People v. Hector

Decision Date24 May 1951
Docket NumberCr. 4587
CourtCalifornia Court of Appeals Court of Appeals
PartiesPEOPLE v. HECTOR.

Gladys Towles Root, Los Angeles, for appellant.

Edmund G. Brown, Atty. Gen., William E. James, Deputy Atty. Gen., for respondent.

DRAPEAU, Justice.

The father, grandfather, and a friend, took a ten-year-old boy and an eight-year-old girl to the beach on a Sunday morning. The men saw the children safely seated on the beach, and drove away in their car, to purchase some candy bars for them. In a few minutes they came back with the candy bars. Then they left again on some business of their own. This time they were gone for a half hour or so.

Before they left, the men noticed defendant walking up and down the beach. Defendant was clad in blue overalls and a brown shirt, and had a bucket in his hand. The men thought he was a fisherman.

When they came back the second time, the men saw defendant kneeling on the sand in front of the little girl, with his hands on her legs. In the meantime defendant had discarded his pants and brown shirt, and was clad in t-shirt and shorts. The rest of his clothing and his bucket were in a little pile a short distance away on the beach.

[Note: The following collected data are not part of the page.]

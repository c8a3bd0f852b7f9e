//! Connection backings: the capability seam between a logical
//! connection and whatever actually executes its work.
//!
//! A logical connection selects its [`Backing`] exactly once, at open
//! time. A [`LocalBacking`] checks physical connections out of a pool
//! and runs registered statements directly; a remote backing (in the
//! remote crate) serializes whole operations to a server-side peer.
//! Code above this seam never branches on the mode again: statement
//! execution is the local capability, [`Backing::forward`] the remote
//! one, and each backing answers the other with a consistency error.

use crate::entity::PersistState;
use serde::{Deserialize, Serialize};
use sqlentity_core::backend::Backend;
use sqlentity_core::driver::collect_rows;
use sqlentity_core::error::Error;
use sqlentity_core::row::{Row, RowSet};
use sqlentity_core::statement::{ConcurrencyMode, CursorMode, StatementId};
use sqlentity_core::value::Value;
use sqlentity_core::Result;
use sqlentity_pool::{Pool, PooledConn};

/// Entity operation forwarded to a remote peer as one unit.
///
/// The peer resolves `class` through its own entity registry and runs
/// the full operation (transaction bracket, counters, logging) on its
/// side; the reply carries the resulting state back.
#[derive(Debug, Clone)]
pub enum EntityOp {
    Select {
        class: &'static str,
        id: i64,
        locked: bool,
    },
    Insert {
        class: &'static str,
        state: PersistState,
        values: Vec<Value>,
    },
    Update {
        class: &'static str,
        state: PersistState,
        values: Vec<Value>,
    },
    Delete {
        class: &'static str,
        state: PersistState,
    },
    Save {
        class: &'static str,
        state: PersistState,
        values: Vec<Value>,
    },
    Sync {
        class: &'static str,
        state: PersistState,
        values: Vec<Value>,
    },
    DeleteAll {
        class: &'static str,
    },
    ReserveId {
        class: &'static str,
    },
}

/// Modification-counter operation forwarded to a remote peer.
#[derive(Debug, Clone)]
pub enum CounterOp {
    Bump {
        table: String,
        uses_table_serial: bool,
        optimize: bool,
    },
    Read {
        table: String,
    },
    ReadMaster,
}

/// Cursor positioning request, shared with the wire contract.
#[derive(Debug, Clone, Copy, PartialEq, Eq, Serialize, Deserialize)]
pub enum Seek {
    First,
    Next,
    Previous,
    Absolute(u64),
}

/// An operation a remote backing carries to its peer.
#[derive(Debug, Clone)]
pub enum RemoteOp {
    Entity(EntityOp),
    Counter(CounterOp),
    CursorOpen {
        sql: String,
        cursor: CursorMode,
        concurrency: ConcurrencyMode,
        params: Vec<Value>,
    },
    CursorSeek {
        cursor: u64,
        seek: Seek,
    },
    CursorFetch {
        cursor: u64,
    },
    CursorClose {
        cursor: u64,
    },
}

/// Reply to a forwarded operation.
#[derive(Debug, Clone)]
pub enum OpReply {
    /// Mutation finished; `state` is the object state after the call.
    Done {
        ok: bool,
        unique_violation: bool,
        state: PersistState,
    },
    /// Select result.
    Fetched(Option<Row>),
    /// Row count (delete-all).
    Count(u64),
    /// Counter serial.
    Serial(i64),
    /// Reserved identity (already negated).
    Ident(i64),
    /// Opened cursor handle.
    Cursor(u64),
    /// Seek result.
    Positioned(bool),
    /// Fetched cursor row.
    Row(Row),
    /// Operation with no payload (cursor close).
    Unit,
}

impl OpReply {
    /// Consistency error for a reply that does not match the request.
    pub fn unexpected(self, expected: &'static str) -> Error {
        Error::consistency(format!("peer replied {self:?} where {expected} was expected"))
    }
}

/// What executes a logical connection's work.
///
/// Implementations are stateful: a backing owns at most one physical
/// connection (local) or one server session (remote) at a time.
pub trait Backing: Send {
    /// Dialect of the store behind this backing.
    fn backend(&self) -> Backend;

    /// True when operations are forwarded to a remote peer.
    fn is_remote(&self) -> bool;

    /// Establish the backing (probe the pool, or log in remotely).
    #[allow(clippy::result_large_err)]
    fn open(&mut self) -> Result<()>;

    /// Release everything held. Idempotent.
    #[allow(clippy::result_large_err)]
    fn close(&mut self) -> Result<()>;

    /// Server-side session id (remote) or the local instance number.
    #[allow(clippy::result_large_err)]
    fn connection_id(&mut self) -> Result<i64>;

    /// Produce an independent, already-open backing against the same
    /// store for a cloned logical connection. Shares the pool or the
    /// transport, never the transaction state.
    #[allow(clippy::result_large_err)]
    fn split(&mut self, instance: i64) -> Result<Box<dyn Backing>>;

    /// Enter manual-commit mode, holding the physical connection.
    #[allow(clippy::result_large_err)]
    fn begin(&mut self, name: &str) -> Result<()>;

    /// Commit and leave manual-commit mode.
    #[allow(clippy::result_large_err)]
    fn commit(&mut self) -> Result<()>;

    /// Roll back and leave manual-commit mode.
    #[allow(clippy::result_large_err)]
    fn rollback(&mut self) -> Result<()>;

    /// Run a registered mutation statement. `release_after` lets go of
    /// the physical connection once done (autocommit mode).
    ///
    /// Local capability; remote backings answer with a consistency
    /// error.
    #[allow(clippy::result_large_err)]
    fn execute_update(
        &mut self,
        stmt: StatementId,
        params: &[Value],
        release_after: bool,
    ) -> Result<u64>;

    /// Run a registered query statement, buffering the result.
    ///
    /// Local capability; remote backings answer with a consistency
    /// error.
    #[allow(clippy::result_large_err)]
    fn execute_query(
        &mut self,
        stmt: StatementId,
        params: &[Value],
        release_after: bool,
    ) -> Result<RowSet>;

    /// Carry a whole operation to the remote peer.
    ///
    /// Remote capability; local backings answer with a consistency
    /// error.
    #[allow(clippy::result_large_err)]
    fn forward(&mut self, op: RemoteOp) -> Result<OpReply>;
}

/// Pool-backed local execution.
///
/// The physical connection is held only while needed: for the duration
/// of one statement in autocommit mode, or from `begin` to
/// `commit`/`rollback` in a transaction. Attach/detach pairs bracket
/// every use, so the re-entrancy counting on the physical side stays
/// balanced however calls nest.
pub struct LocalBacking {
    pool: Pool,
    backend: Backend,
    instance: i64,
    active: Option<PooledConn>,
}

impl LocalBacking {
    pub fn new(pool: Pool, backend: Backend, instance: i64) -> Self {
        Self {
            pool,
            backend,
            instance,
            active: None,
        }
    }

    #[allow(clippy::result_large_err)]
    fn active(&mut self) -> Result<&mut PooledConn> {
        if self.active.is_none() {
            self.active = Some(self.pool.acquire()?);
        }
        match self.active.as_mut() {
            Some(conn) => Ok(conn),
            None => Err(Error::consistency("physical connection slot empty")),
        }
    }

    fn release_if_unattached(&mut self) {
        if let Some(conn) = &self.active {
            if !conn.is_attached() {
                self.active = None;
            }
        }
    }

    #[allow(clippy::result_large_err)]
    fn local_only(op: &RemoteOp) -> Error {
        Error::consistency(format!(
            "remote operation {op:?} invoked on a locally backed connection"
        ))
    }
}

impl Backing for LocalBacking {
    fn backend(&self) -> Backend {
        self.backend
    }

    fn is_remote(&self) -> bool {
        false
    }

    fn open(&mut self) -> Result<()> {
        // Round trip through the pool so connectivity problems surface
        // here instead of on the first statement.
        let conn = self.pool.acquire()?;
        drop(conn);
        Ok(())
    }

    fn close(&mut self) -> Result<()> {
        // Dropping the checkout returns (or discards) the physical
        // connection; the pool itself belongs to the database.
        self.active = None;
        Ok(())
    }

    fn connection_id(&mut self) -> Result<i64> {
        Ok(self.instance)
    }

    fn split(&mut self, instance: i64) -> Result<Box<dyn Backing>> {
        Ok(Box::new(LocalBacking::new(
            self.pool.clone(),
            self.backend,
            instance,
        )))
    }

    fn begin(&mut self, _name: &str) -> Result<()> {
        let instance = self.instance;
        let conn = self.active()?;
        conn.attach(instance)?;
        if let Err(e) = conn.set_auto_commit(false) {
            if let Err(detach) = conn.detach(instance) {
                tracing::warn!(error = %detach, "detach after failed begin");
            }
            self.release_if_unattached();
            return Err(e);
        }
        Ok(())
    }

    fn commit(&mut self) -> Result<()> {
        let instance = self.instance;
        let Some(conn) = self.active.as_mut() else {
            return Err(Error::consistency("commit without a held connection"));
        };
        conn.commit()?;
        conn.set_auto_commit(true)?;
        conn.detach(instance)?;
        self.release_if_unattached();
        Ok(())
    }

    fn rollback(&mut self) -> Result<()> {
        let instance = self.instance;
        let Some(conn) = self.active.as_mut() else {
            return Err(Error::consistency("rollback without a held connection"));
        };
        let rolled_back = conn.rollback();
        let restored = match &rolled_back {
            Ok(()) => conn.set_auto_commit(true),
            // The session state is unknown; the pool must not reuse it.
            Err(_) => {
                conn.mark_dead();
                Ok(())
            }
        };
        if let Err(e) = conn.detach(instance) {
            tracing::warn!(error = %e, "detach during rollback");
        }
        self.release_if_unattached();
        rolled_back?;
        restored
    }

    fn execute_update(
        &mut self,
        stmt: StatementId,
        params: &[Value],
        release_after: bool,
    ) -> Result<u64> {
        let instance = self.instance;
        let conn = self.active()?;
        conn.attach(instance)?;
        let result = conn.execute_update(stmt, params);
        if let Err(e) = conn.detach(instance) {
            tracing::warn!(error = %e, "detach after statement");
        }
        if release_after {
            self.release_if_unattached();
        }
        result
    }

    fn execute_query(
        &mut self,
        stmt: StatementId,
        params: &[Value],
        release_after: bool,
    ) -> Result<RowSet> {
        let instance = self.instance;
        let conn = self.active()?;
        conn.attach(instance)?;
        let result = conn
            .execute_query(stmt, params)
            .and_then(|mut cursor| collect_rows(cursor.as_mut()))
            .map(RowSet::new);
        if let Err(e) = conn.detach(instance) {
            tracing::warn!(error = %e, "detach after statement");
        }
        if release_after {
            self.release_if_unattached();
        }
        result
    }

    fn forward(&mut self, op: RemoteOp) -> Result<OpReply> {
        Err(Self::local_only(&op))
    }
}

impl std::fmt::Debug for LocalBacking {
    fn fmt(&self, f: &mut std::fmt::Formatter<'_>) -> std::fmt::Result {
        f.debug_struct("LocalBacking")
            .field("backend", &self.backend)
            .field("instance", &self.instance)
            .field("holding", &self.active.is_some())
            .finish()
    }
}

The grandfather ran toward defendant's clothing, thinking to intercept him there. When defendant saw the grandfather, he too ran for his clothing, and sure enough the two men met near the clothing and the bucket. The grandfather hit defendant with his fist, and called the police. Defendant said: '* * * all at once, like a bolt of lightning hit me, I was caught in the mouth and I was knocked back into the water.'

Defendant was arrested, charged with, and convicted by the court of violation of Penal Code Section 288. He admitted a prior conviction in Mississippi, and imprisonment in that state, for the same type of offense. On his trial, on cross-examination, he admitted another conviction and imprisonment, in Arizona, for the same type of crime.

On the trial, the boy and girl testified to criminal acts upon the girl by defendant. Their testimony, along with the testimony of the father and grandfather, amply supports the verdict of the trial court.

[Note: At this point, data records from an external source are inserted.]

//! DDL for the tables the persistence layer relies on.
//!
//! Entity tables come straight from their descriptors; the counter,
//! identity and log tables have fixed shapes. The statements are plain
//! `CREATE TABLE` without existence guards, intended for one-time
//! setup of a fresh store (tests lean on this for the in-memory
//! backend).

use crate::counter::MASTER_NAME;
use crate::entity::EntityDescriptor;
use crate::logical::LogicalConnection;
use crate::modlog::LogRecord;
use sqlentity_core::backend::Backend;
use sqlentity_core::driver::ExecOutcome;
use sqlentity_core::statement::StatementDesc;
use sqlentity_core::Result;

/// Default name of the id-source block table.
pub const IDENTITY_TABLE: &str = "identity";

/// Key columns need an indexable text type on backends where plain
/// TEXT cannot carry a primary key.
fn key_text_type(backend: Backend) -> &'static str {
    match backend {
        Backend::Mysql | Backend::Mssql => "VARCHAR(255)",
        Backend::Postgres | Backend::Memory => "TEXT",
    }
}

/// `CREATE TABLE` for one entity's descriptor: id primary key, serial,
/// the table serial when the type uses one, then the data columns.
pub fn create_table_sql(desc: &EntityDescriptor, backend: Backend) -> String {
    let mut sql = format!(
        "CREATE TABLE {} (id BIGINT PRIMARY KEY, serial BIGINT NOT NULL",
        desc.table()
    );
    if desc.uses_table_serial() {
        sql.push_str(", tableserial BIGINT NOT NULL");
    }
    for column in desc.columns() {
        sql.push_str(", ");
        sql.push_str(column.name);
        sql.push(' ');
        sql.push_str(column.ty.sql(backend));
        if !column.nullable {
            sql.push_str(" NOT NULL");
        }
    }
    sql.push(')');
    sql
}

/// The modification-counter table. Keyed by table name, not id: the
/// master row sits at id 0 and per-table rows race their creation on
/// this key.
pub fn counter_table_sql(backend: Backend) -> String {
    format!(
        "CREATE TABLE modcounter (id BIGINT NOT NULL, serial BIGINT NOT NULL, \
         tablename {} PRIMARY KEY)",
        key_text_type(backend)
    )
}

/// The block-allocation table behind `table:` id sources.
pub fn identity_table_sql(backend: Backend, table: &str) -> String {
    format!(
        "CREATE TABLE {} (class {} PRIMARY KEY, nextid BIGINT NOT NULL)",
        table,
        key_text_type(backend)
    )
}

/// Seed the master counter row at serial 0.
pub fn seed_master_row_sql() -> String {
    format!("INSERT INTO modcounter (id, serial, tablename) VALUES (0, 0, '{MASTER_NAME}')")
}

/// Create one entity table.
#[allow(clippy::result_large_err)]
pub fn create_entity_table(conn: &mut LogicalConnection, desc: &EntityDescriptor) -> Result<()> {
    let sql = create_table_sql(desc, conn.backend());
    let stmt = conn.prepare_statement(StatementDesc::new(sql));
    conn.execute_update(stmt, &[])?;
    tracing::debug!(table = desc.table(), "entity table created");
    Ok(())
}

/// Create the counter, identity and log tables and seed the master
/// row. An already-seeded master row is tolerated.
#[allow(clippy::result_large_err)]
pub fn create_support_tables(conn: &mut LogicalConnection) -> Result<()> {
    let backend = conn.backend();

    let stmt = conn.prepare_statement(StatementDesc::new(counter_table_sql(backend)));
    conn.execute_update(stmt, &[])?;

    let stmt = conn.prepare_statement(StatementDesc::new(identity_table_sql(
        backend,
        IDENTITY_TABLE,
    )));
    conn.execute_update(stmt, &[])?;

    let modlog = conn.entities().descriptor::<LogRecord>()?;
    create_entity_table(conn, &modlog)?;

    let stmt = conn.prepare_statement(StatementDesc::new(seed_master_row_sql()));
    match conn.execute_update(stmt, &[])? {
        ExecOutcome::Rows(_) => {}
        ExecOutcome::UniqueViolation => {
            conn.take_unique_violation();
        }
    }
    Ok(())
}

#[cfg(test)]
mod tests {
    use super::*;
    use crate::entity::{ColumnDef, ColumnType, Entity, PersistState};
    use crate::test_support::script_conn;
    use sqlentity_core::row::Row;
    use sqlentity_core::value::Value;

    #[derive(Debug, Default)]
    struct Part {
        state: PersistState,
        label: String,
        weight: Option<f64>,
    }

    const PART_COLUMNS: &[ColumnDef] = &[
        ColumnDef::new("label", ColumnType::Text),
        ColumnDef::new("weight", ColumnType::Double).nullable(),
    ];

    impl Entity for Part {
        const TABLE: &'static str = "part";
        const USES_TABLE_SERIAL: bool = true;

        fn columns() -> &'static [ColumnDef] {
            PART_COLUMNS
        }

        fn state(&self) -> &PersistState {
            &self.state
        }

        fn state_mut(&mut self) -> &mut PersistState {
            &mut self.state
        }

        fn column_values(&self) -> Vec<Value> {
            vec![
                Value::Text(self.label.clone()),
                match self.weight {
                    Some(w) => Value::Double(w),
                    None => Value::Null,
                },
            ]
        }

        fn from_row(row: &Row) -> Result<Self> {
            Ok(Self {
                state: PersistState::default(),
                label: row.get_named("label")?,
                weight: row.get_named("weight")?,
            })
        }
    }

    #[test]
    fn test_entity_table_ddl() {
        let (_script, conn) = script_conn();
        let desc = conn.entities().descriptor::<Part>().unwrap();

        assert_eq!(
            create_table_sql(&desc, Backend::Memory),
            "CREATE TABLE part (id BIGINT PRIMARY KEY, serial BIGINT NOT NULL, \
             tableserial BIGINT NOT NULL, label TEXT NOT NULL, weight DOUBLE PRECISION)"
        );
        assert_eq!(
            create_table_sql(&desc, Backend::Mssql),
            "CREATE TABLE part (id BIGINT PRIMARY KEY, serial BIGINT NOT NULL, \
             tableserial BIGINT NOT NULL, label VARCHAR(MAX) NOT NULL, weight FLOAT)"
        );
    }

    #[test]
    fn test_support_table_ddl_varies_key_type_by_backend() {
        assert_eq!(
            counter_table_sql(Backend::Postgres),
            "CREATE TABLE modcounter (id BIGINT NOT NULL, serial BIGINT NOT NULL, \
             tablename TEXT PRIMARY KEY)"
        );
        assert_eq!(
            counter_table_sql(Backend::Mysql),
            "CREATE TABLE modcounter (id BIGINT NOT NULL, serial BIGINT NOT NULL, \
             tablename VARCHAR(255) PRIMARY KEY)"
        );
        assert_eq!(
            identity_table_sql(Backend::Memory, "identity"),
            "CREATE TABLE identity (class TEXT PRIMARY KEY, nextid BIGINT NOT NULL)"
        );
        assert_eq!(
            seed_master_row_sql(),
            "INSERT INTO modcounter (id, serial, tablename) VALUES (0, 0, '*')"
        );
    }

    #[test]
    fn test_create_support_tables_tolerates_a_seeded_master_row() {
        let (script, mut conn) = script_conn();

        script.push_rows(0); // modcounter
        script.push_rows(0); // identity
        script.push_rows(0); // modlog
        script.push_unique_violation(); // master row already there

        create_support_tables(&mut conn).unwrap();
        assert!(!conn.take_unique_violation());

        let calls = script.calls();
        assert_eq!(calls.len(), 4);
        assert!(calls[0].starts_with("update:CREATE TABLE modcounter"));
        assert!(calls[1].starts_with("update:CREATE TABLE identity"));
        assert!(calls[2].starts_with("update:CREATE TABLE modlog"));
        assert!(calls[3].starts_with("update:INSERT INTO modcounter"));
    }
}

Defendant testified that what he did was done with no unlawful intent; and he denied that he had his pants and brown shirt off.

Defendant's first contention on appeal, that the evidence does not support the verdict, is untenable. The substantial-evidence rule here applied needs no extended citation of authority. People v. Jones, 36 Cal.2d 373, 224 P.2d 353.

Defendant's second contention is that the trial court was required to follow Section 5500 et seq. of the Welfare and Institutions Code, relative to sexual psychopaths.

In 1950 the Legislature amended Section 5501 to read, in part, as follows: '(c) When a person is convicted of a sex offense involving a child under 14 years of age and it is a felony, the court shall adjourn the proceeding or suspend the sentence, as the case may be, and shall certify the person for hearing and examination by the superior court of the county to determine whether the person is a sexual psychopath within the meaning of this chapter.' St.1950, 1st Ex.Sess., p. 440.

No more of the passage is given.